Society comment letter critiques proposed audit report changes

The current format for the standard audit report is just fine the way it is, the NYSSCPA told the International Auditing and Assurance Standards Board (IAASB) in a recent comment letter, and, according to Julian E. Jacoby, vice chair of the Society’s Auditing Standards Committee, it soon plans to tell the Public Company Accounting Oversight Board (PCAOB) much the same thing.

“The Society will have a parallel response,” said Jacoby of the forthcoming comment letter to the PCAOB, noting though, that it will not be “exactly the same,” in order to account for any “presentation differences” between the PCAOB’s concept release and the IAASB’s consultation paper.

“Overall, we do not see an overriding need to revise substantively the format of the audit report, and believe that expanding the content and reorganizing the format would not have a considerable impact on the effectiveness of the audit report,” the NYSSCPA told the IAASB, which was taking public comments on a May 16 consultation paper that explores ways to enhance the usefulness of auditor reporting.

In June, the PCAOB also proposed a number of changes to the standard audit report model on the domestic U.S. level. As of press time, the Society was preparing a letter to the PCAOB about that same issue, Jacoby said. Comments were due on Sept. 30.

Narrowing the ‘information gap’
The IAASB paper describes problematic issues with current financial reporting, including a perceived “information gap” identified by some stakeholders, and then sets out possible options for change and seeks input as to whether such options might be effective in enhancing auditor reporting and the communicative value of the auditor’s report.

The IAASB’s paper also said that while users seem to generally recognize and value the independent auditor’s opinion on an entity’s financial statements, it is not as useful or informative as it could be, and that the standard audit could include more and better data about the entity than it currently provides. Such information coming from an independent auditor would help users more accurately assess an entity’s financial condition, the IAASB said.

One way auditors could address what the IAASB calls the information gap is through additional reporting by either management or the auditor, the board said. Such information—including potential key risks, changes to accounting policies with likely significant impact, unusual transactions, and the auditor’s perspective on key assumptions underlying judgments that materially affect the financial statements—could help narrow the information gap perceived by users.

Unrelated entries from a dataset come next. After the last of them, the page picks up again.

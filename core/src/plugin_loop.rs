//! Per-session plugin loop: on the same cadence as the CWD/process-tree
//! probes, find which collectors match the session's descendant processes
//! and push `plugin_data` for any payload that differs from what was last
//! published — dedup prevents flooding the client with unchanged state.

use std::collections::HashMap;
use std::sync::Arc;
use std::time::Duration;

use tokio_util::sync::CancellationToken;

use crate::collector::CollectorRegistry;
use crate::cwd;
use crate::process_tree;
use crate::protocol::ServerMessage;
use crate::session::Session;

/// Runs until the session closes or `cancel` fires. `interval` is the shared
/// plugin/CWD/process-tree polling cadence from config.
pub async fn run(
    session: Arc<Session>,
    registry: Arc<CollectorRegistry>,
    interval: Duration,
    cancel: CancellationToken,
) {
    let mut ticker = tokio::time::interval(interval);
    let mut last_payloads: HashMap<String, serde_json::Value> = HashMap::new();
    let mut last_cwd: Option<String> = None;

    loop {
        tokio::select! {
            _ = cancel.cancelled() => break,
            _ = session.cancel.cancelled() => break,
            _ = ticker.tick() => {
                if session.is_closed() {
                    break;
                }
                let pid = session.pid();
                // sysinfo's refresh is blocking; run it off the async worker like the
                // collectors below so a slow process table never stalls the runtime.
                let command_names = tokio::task::spawn_blocking(move || {
                    process_tree::descendant_command_names(pid)
                })
                .await
                .unwrap_or_default();
                let observed_cwd = tokio::task::spawn_blocking(move || cwd::current_directory(pid))
                    .await
                    .unwrap_or(None);

                if observed_cwd != last_cwd {
                    if let Some(dir) = observed_cwd.clone() {
                        session
                            .emit(ServerMessage::CwdUpdate {
                                session_id: session.id,
                                cwd: dir,
                            })
                            .await;
                    }
                    last_cwd = observed_cwd.clone();
                }

                for collector in registry.matching(&command_names) {
                    let Some(payload) = collector.collect_for_session(pid, observed_cwd.as_deref()) else {
                        continue;
                    };
                    let changed = last_payloads.get(collector.id()) != Some(&payload);
                    if changed {
                        last_payloads.insert(collector.id().to_string(), payload.clone());
                        session
                            .emit(ServerMessage::PluginData {
                                session_id: session.id,
                                plugin_id: collector.id().to_string(),
                                payload,
                            })
                            .await;
                    }
                }
            }
        }
    }
}
//! Periodic poller that diffs the host tmux state against the registry and
//! the monitor's own cache, emitting `tmux_status`/`tmux_sessions` deltas.
//! The polling interval is a `watch` channel: `tmux_config` updates it at
//! runtime, and since `watch` only keeps the latest value, a burst of
//! updates collapses to the last one rather than queuing.

use std::collections::HashMap;
use std::sync::Arc;
use std::time::Duration;

use parking_lot::RwLock;
use tokio::sync::watch;
use tokio_util::sync::CancellationToken;
use tracing::debug;

use crate::registry::SessionRegistry;
use crate::tmux::{self, TmuxSessionInfo};

/// Receives attachment deltas (`session_id -> new tmux name`) and full
/// session-list snapshots. Implemented by whatever owns the outbound socket.
#[async_trait::async_trait]
pub trait TmuxMonitorSink: Send + Sync {
    async fn attachment_changed(&self, changes: HashMap<crate::session::SessionId, String>);
    async fn sessions_changed(&self, sessions: Vec<TmuxSessionInfo>);
}

pub struct TmuxMonitor {
    registry: Arc<SessionRegistry>,
    sink: Arc<dyn TmuxMonitorSink>,
    probe_timeout: Duration,
    interval_tx: watch::Sender<Duration>,
    interval_rx: watch::Receiver<Duration>,
    last_sessions: RwLock<Vec<TmuxSessionInfo>>,
}

impl TmuxMonitor {
    pub fn new(
        registry: Arc<SessionRegistry>,
        sink: Arc<dyn TmuxMonitorSink>,
        initial_interval: Duration,
        probe_timeout: Duration,
    ) -> Self {
        let (interval_tx, interval_rx) = watch::channel(initial_interval);
        Self {
            registry,
            sink,
            probe_timeout,
            interval_tx,
            interval_rx,
            last_sessions: RwLock::new(Vec::new()),
        }
    }

    /// Last successful session-list probe, for one-shot `list_tmux_sessions` replies.
    pub fn last_known_sessions(&self) -> Vec<TmuxSessionInfo> {
        self.last_sessions.read().clone()
    }

    /// `tmux_config` handler: the next tick picks up the new interval.
    pub fn set_interval(&self, interval: Duration) {
        let _ = self.interval_tx.send(interval);
    }

    async fn poll_attachment(&self) {
        let candidates = self.registry.list_with_tty();
        if candidates.is_empty() {
            return;
        }
        let clients = match tmux::list_clients(self.probe_timeout).await {
            Ok(map) => map,
            Err(err) => {
                debug!(error = %err, "tmux client probe failed");
                return;
            }
        };

        let mut changes = HashMap::new();
        for session in candidates {
            let observed = clients.get(session.tty_path()).cloned().unwrap_or_default();
            if session.attached_tmux().unwrap_or_default() != observed {
                session.set_attached_tmux(if observed.is_empty() {
                    None
                } else {
                    Some(observed.clone())
                });
                changes.insert(session.id, observed);
            }
        }
        if !changes.is_empty() {
            self.sink.attachment_changed(changes).await;
        }
    }

    async fn poll_session_list(&self) {
        let sessions = match tmux::list_sessions(self.probe_timeout).await {
            Ok(sessions) => sessions,
            Err(err) => {
                debug!(error = %err, "tmux session-list probe failed");
                return;
            }
        };
        let changed = *self.last_sessions.read() != sessions;
        if changed {
            *self.last_sessions.write() = sessions.clone();
            self.sink.sessions_changed(sessions).await;
        }
    }

    /// Runs until `cancel` fires. Attachment updates are polled before the
    /// session list within each tick, matching the wire ordering guarantee.
    pub async fn run(self: Arc<Self>, cancel: CancellationToken) {
        let mut interval_rx = self.interval_rx.clone();
        let mut ticker = tokio::time::interval(*interval_rx.borrow());
        loop {
            tokio::select! {
                _ = cancel.cancelled() => break,
                _ = ticker.tick() => {
                    self.poll_attachment().await;
                    self.poll_session_list().await;
                }
                Ok(()) = interval_rx.changed() => {
                    ticker = tokio::time::interval(*interval_rx.borrow());
                }
            }
        }
    }
}

#[cfg(test)]
mod tests {
    use super::*;
    use crate::pty::fake::FakePty;
    use crate::session::{OutboundSink, Session, SessionId};
    use std::sync::Mutex;

    struct NullSink;
    #[async_trait::async_trait]
    impl OutboundSink for NullSink {
        async fn send(&self, _msg: crate::protocol::ServerMessage) -> Result<(), crate::error::SessionError> {
            Ok(())
        }
    }

    #[derive(Default)]
    struct RecordingMonitorSink {
        attachment_calls: Mutex<Vec<HashMap<SessionId, String>>>,
        session_calls: Mutex<Vec<Vec<TmuxSessionInfo>>>,
    }

    #[async_trait::async_trait]
    impl TmuxMonitorSink for RecordingMonitorSink {
        async fn attachment_changed(&self, changes: HashMap<SessionId, String>) {
            self.attachment_calls.lock().unwrap().push(changes);
        }
        async fn sessions_changed(&self, sessions: Vec<TmuxSessionInfo>) {
            self.session_calls.lock().unwrap().push(sessions);
        }
    }

    fn make_registry_with_session(id: u64, tty: &str) -> Arc<SessionRegistry> {
        let registry = Arc::new(SessionRegistry::new());
        let session = Arc::new(Session::new(
            SessionId::from_raw(id),
            "owner".to_string(),
            "bash".to_string(),
            0,
            None,
            None,
            Arc::new(FakePty::new(tty, 1)),
            Arc::new(NullSink),
        ));
        registry.insert(session);
        registry
    }

    #[tokio::test]
    async fn unchanged_session_list_emits_nothing() {
        let registry = make_registry_with_session(1, "/dev/pts/1");
        let sink = Arc::new(RecordingMonitorSink::default());
        let monitor = TmuxMonitor::new(
            registry,
            sink.clone(),
            Duration::from_secs(1),
            Duration::from_millis(200),
        );
        // Seed the cache so an empty-result probe counts as "unchanged". This
        // assumes no real tmux server is reachable in the test environment;
        // an empty probe result matches the seeded empty cache either way.
        *monitor.last_sessions.write() = Vec::new();
        monitor.poll_session_list().await;
        assert!(sink.session_calls.lock().unwrap().is_empty());
    }

    #[test]
    fn session_list_diff_detects_attached_count_change() {
        let a = vec![TmuxSessionInfo {
            name: "work".to_string(),
            windows: 1,
            attached: 1,
        }];
        let b = vec![TmuxSessionInfo {
            name: "work".to_string(),
            windows: 1,
            attached: 2,
        }];
        assert_ne!(a, b);
    }

    #[test]
    fn last_known_sessions_reflects_cache() {
        let registry = Arc::new(SessionRegistry::new());
        let sink = Arc::new(RecordingMonitorSink::default());
        let monitor = TmuxMonitor::new(
            registry,
            sink,
            Duration::from_secs(1),
            Duration::from_millis(200),
        );
        *monitor.last_sessions.write() = vec![TmuxSessionInfo {
            name: "work".to_string(),
            windows: 3,
            attached: 1,
        }];
        let snapshot = monitor.last_known_sessions();
        assert_eq!(snapshot.len(), 1);
        assert_eq!(snapshot[0].name, "work");
    }
}
//! muxd: Axum glue around muxcore. One `/ws` endpoint, one connection per
//! socket, dispatch to session create/input/resize/close/detach/tmux ops.

mod ws;

use std::net::SocketAddr;
use std::sync::Arc;

use axum::extract::{Query, State, WebSocketUpgrade};
use axum::response::Response;
use axum::routing::get;
use axum::Router;
use muxcore::config::{self, Config};
use muxcore::registry::SessionRegistry;
use tokio::net::TcpListener;

/// The session registry is shared across every `/ws` connection, the tmux
/// monitors, and the plugin loop — one process, one registry — so
/// `list_by_owner` can see sessions created on a different connection.
#[derive(Clone)]
struct AppState {
    config: &'static Config,
    registry: Arc<SessionRegistry>,
}

#[derive(serde::Deserialize)]
struct WsQuery {
    #[serde(default)]
    owner: Option<String>,
}

async fn ws_handler(
    State(state): State<AppState>,
    Query(query): Query<WsQuery>,
    ws: WebSocketUpgrade,
) -> Response {
    let owner = query.owner.unwrap_or_default();
    ws.on_upgrade(move |socket| ws::handle_socket(socket, owner, state.registry, state.config))
}

fn build_router() -> Router {
    let config = config::ensure_loaded();
    let state = AppState {
        config,
        registry: Arc::new(SessionRegistry::new()),
    };
    Router::new().route("/ws", get(ws_handler)).with_state(state)
}

/// Binds to `addr` and serves `/ws` until the process is terminated.
pub async fn run(addr: SocketAddr) -> Result<(), Box<dyn std::error::Error + Send + Sync>> {
    let listener = TcpListener::bind(addr).await?;
    serve(listener).await
}

/// Serves `/ws` on an already-bound listener. Split out from `run` so tests
/// can bind an ephemeral port (`127.0.0.1:0`) and read back the real address.
pub async fn serve(listener: TcpListener) -> Result<(), Box<dyn std::error::Error + Send + Sync>> {
    let app = build_router();
    let addr = listener.local_addr()?;
    tracing::info!(%addr, "muxd listening");
    axum::serve(listener, app).await?;
    Ok(())
}
//! Xform sample composition.
//!
//! An `Xform` schema object stores its transform as two array properties:
//! `.xform/.ops` (one byte per operation, packing an op type and a channel
//! hint) and `.xform/.vals` (the flat stream of float operands those ops
//! consume, in order). Composing a sample means walking the ops in order,
//! building each op's 4x4 matrix, and right-multiplying it into an
//! accumulating result.

use crate::util::{Error, Mat4, Result, Vec3};

/// The operation encoded in the high nibble of an ops byte.
#[derive(Clone, Copy, Debug, PartialEq, Eq)]
pub enum XformOpType {
    Scale,
    Translate,
    Rotate,
    Matrix,
    RotateX,
    RotateY,
    RotateZ,
}

impl XformOpType {
    fn from_nibble(n: u8) -> Result<Self> {
        match n {
            0 => Ok(Self::Scale),
            1 => Ok(Self::Translate),
            2 => Ok(Self::Rotate),
            3 => Ok(Self::Matrix),
            4 => Ok(Self::RotateX),
            5 => Ok(Self::RotateY),
            6 => Ok(Self::RotateZ),
            _ => Err(Error::BadEnum {
                what: "xform op type",
                value: n as u32,
            }),
        }
    }

    /// Number of `f64` operands this op consumes from `.xform/.vals`.
    fn operand_count(self) -> usize {
        match self {
            Self::Scale | Self::Translate => 3,
            Self::Rotate => 4,
            Self::Matrix => 16,
            Self::RotateX | Self::RotateY | Self::RotateZ => 1,
        }
    }
}

/// One decoded entry from `.xform/.ops`: an operation type plus its channel
/// hint (the low nibble, carried through unused by composition).
#[derive(Clone, Copy, Debug)]
pub struct XformOp {
    pub op_type: XformOpType,
    pub hint: u8,
}

/// Decode the raw `.xform/.ops` byte stream.
pub fn decode_ops(bytes: &[u8]) -> Result<Vec<XformOp>> {
    bytes
        .iter()
        .map(|&b| {
            Ok(XformOp {
                op_type: XformOpType::from_nibble(b >> 4)?,
                hint: b & 0x0F,
            })
        })
        .collect()
}

fn op_matrix(op_type: XformOpType, operands: &[f64]) -> Result<Mat4> {
    let f = |i: usize| operands[i] as f32;
    Ok(match op_type {
        XformOpType::Scale => Mat4::from_scale(Vec3::new(f(0), f(1), f(2))),
        XformOpType::Translate => Mat4::from_translation(Vec3::new(f(0), f(1), f(2))),
        XformOpType::Rotate => {
            let axis = Vec3::new(f(0), f(1), f(2));
            let angle = f(3).to_radians();
            Mat4::from_axis_angle(axis.normalize_or_zero(), angle)
        }
        XformOpType::Matrix => {
            // Operands are row-major; glam's from_cols_array expects
            // column-major, so transpose while copying.
            let mut cols = [0.0f32; 16];
            for r in 0..4 {
                for c in 0..4 {
                    cols[c * 4 + r] = f(r * 4 + c);
                }
            }
            Mat4::from_cols_array(&cols)
        }
        XformOpType::RotateX => Mat4::from_rotation_x(f(0).to_radians()),
        XformOpType::RotateY => Mat4::from_rotation_y(f(0).to_radians()),
        XformOpType::RotateZ => Mat4::from_rotation_z(f(0).to_radians()),
    })
}

/// Compose a full transform sample from its decoded ops and the flat
/// `.xform/.vals` operand stream.
pub fn compose(ops: &[XformOp], vals: &[f64]) -> Result<Mat4> {
    let mut result = Mat4::IDENTITY;
    let mut pos = 0usize;
    for op in ops {
        let n = op.op_type.operand_count();
        let operands = vals.get(pos..pos + n).ok_or(Error::TooShort {
            needed: pos + n,
            actual: vals.len(),
        })?;
        let m = op_matrix(op.op_type, operands)?;
        result *= m;
        pos += n;
    }
    Ok(result)
}

#[cfg(test)]
mod tests {
    use super::*;

    #[test]
    fn test_decode_ops() {
        let bytes = [0x00, 0x10, 0x23];
        let ops = decode_ops(&bytes).unwrap();
        assert_eq!(ops[0].op_type, XformOpType::Scale);
        assert_eq!(ops[1].op_type, XformOpType::Translate);
        assert_eq!(ops[2].op_type, XformOpType::Rotate);
        assert_eq!(ops[2].hint, 3);
    }

    #[test]
    fn test_decode_ops_invalid_type() {
        assert!(decode_ops(&[0x70]).is_err());
    }

    #[test]
    fn test_compose_identity_scale() {
        let ops = decode_ops(&[0x00]).unwrap();
        let vals = vec![1.0, 1.0, 1.0];
        let m = compose(&ops, &vals).unwrap();
        assert!(m.abs_diff_eq(Mat4::IDENTITY, 1e-6));
    }

    #[test]
    fn test_compose_translate() {
        let ops = decode_ops(&[0x10]).unwrap();
        let vals = vec![1.0, 2.0, 3.0];
        let m = compose(&ops, &vals).unwrap();
        let translated = m.transform_point3(glam::Vec3::ZERO);
        assert!((translated.x - 1.0).abs() < 1e-6);
        assert!((translated.y - 2.0).abs() < 1e-6);
        assert!((translated.z - 3.0).abs() < 1e-6);
    }

    #[test]
    fn test_compose_scale_then_translate_order() {
        // scale by 2, then translate by (1,0,0): point (1,0,0) -> scale ->
        // (2,0,0) -> translate -> (3,0,0).
        let ops = decode_ops(&[0x00, 0x10]).unwrap();
        let vals = vec![2.0, 2.0, 2.0, 1.0, 0.0, 0.0];
        let m = compose(&ops, &vals).unwrap();
        let p = m.transform_point3(glam::Vec3::new(1.0, 0.0, 0.0));
        assert!((p.x - 3.0).abs() < 1e-5);
    }

    #[test]
    fn test_compose_truncated_vals_errors() {
        let ops = decode_ops(&[0x00]).unwrap();
        let vals = vec![1.0, 1.0];
        assert!(compose(&ops, &vals).is_err());
    }

    #[test]
    fn test_rotate_z_90_degrees() {
        let ops = decode_ops(&[0x60]).unwrap();
        let vals = vec![90.0];
        let m = compose(&ops, &vals).unwrap();
        let p = m.transform_point3(glam::Vec3::new(1.0, 0.0, 0.0));
        assert!(p.x.abs() < 1e-5);
        assert!((p.y - 1.0).abs() < 1e-5);
    }
}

Although the Society acknowledged that investors may not understand the audit report’s objectives, it said that changes should be made to the financial reporting framework, not the auditing standards.
“[I]f the financial reporting framework is not robust enough to provide information in a form that appropriately communicates the information needed by investors, then the financial reporting framework would be the place to make improvements,” the Society said in the Sept. 14 letter, which was drafted by members of the SEC Practice, Auditing Standards and International Accounting and Auditing committees.

Adding content and additional reporting responsibilities beyond the standard audit report will, the letter said, not change the basic objective of the audit, which is to confirm that a financial statement is accurate and written in conformance with appropriate accounting standards. The auditor’s role is to issue an opinion, “and then it’s [up to] the users to decide whether they like that or not,” said International Accounting and Auditing Committee Chair Renee Mikalopas-Cassidy, one of the letter’s principal drafters. “So putting in an analysis starts to blur the distinction from this traditional role.”
Beyond that, including auditor discussion and analysis in the standard report would be “highly problematic,” said the letter, as it might be confusing to the users of financial statements or “become self-serving and redundant.” Possible “dueling information” between the auditor and management could also lead to credibility issues for both the entity and the auditor.

Requiring these additional responsibilities will “change the fundamental role of the auditor, which is to detect material misstatements,” the Society stated.

Emphasis paragraphs
Financial statement users could more easily navigate and understand financial statements through increased, or even required, use of “emphasis of matter paragraphs,” the IAASB said, which would highlight specific parts of the audit report to draw a user’s attention to sections that may be particularly important, such as key risk areas of material misstatement, areas of significant auditor judgment, the level of materiality that the auditor applied, or areas of significant difficulty encountered during the audit.

The Society, however, found this suggestion problematic as well, saying that, in many cases, it would diminish the effect of the auditor’s opinion—the large number of issues that would warrant an emphasis paragraph would ultimately “dilute the reporting objectives.” The use of such paragraphs could also open up auditors to legal liabilities, said Mikalopas-Cassidy.

“There are certain things that have been established where you indicate an item of emphasis, should it be required, and … to require an emphasis paragraph would lead to people perhaps coming up with things to put in the paragraph rather than be in a position of saying there is nothing of emphasis required,” she said.

The Society’s comment letter did support requiring auditors to include certain information normally outside the sphere of financial statements, such as, management’s discussion and analysis, the examination standards for which have been in place in the United States since 2001; and possibly adding a glossary of terms to accompany the auditor’s report “until such time as users become more comfortable with the terms and concepts used.”

“There have always been, for public companies, financial statements and annual reports, and there would be a reading of those documents to make sure there isn’t anything inconsistent,” said Mikalopas-Cassidy.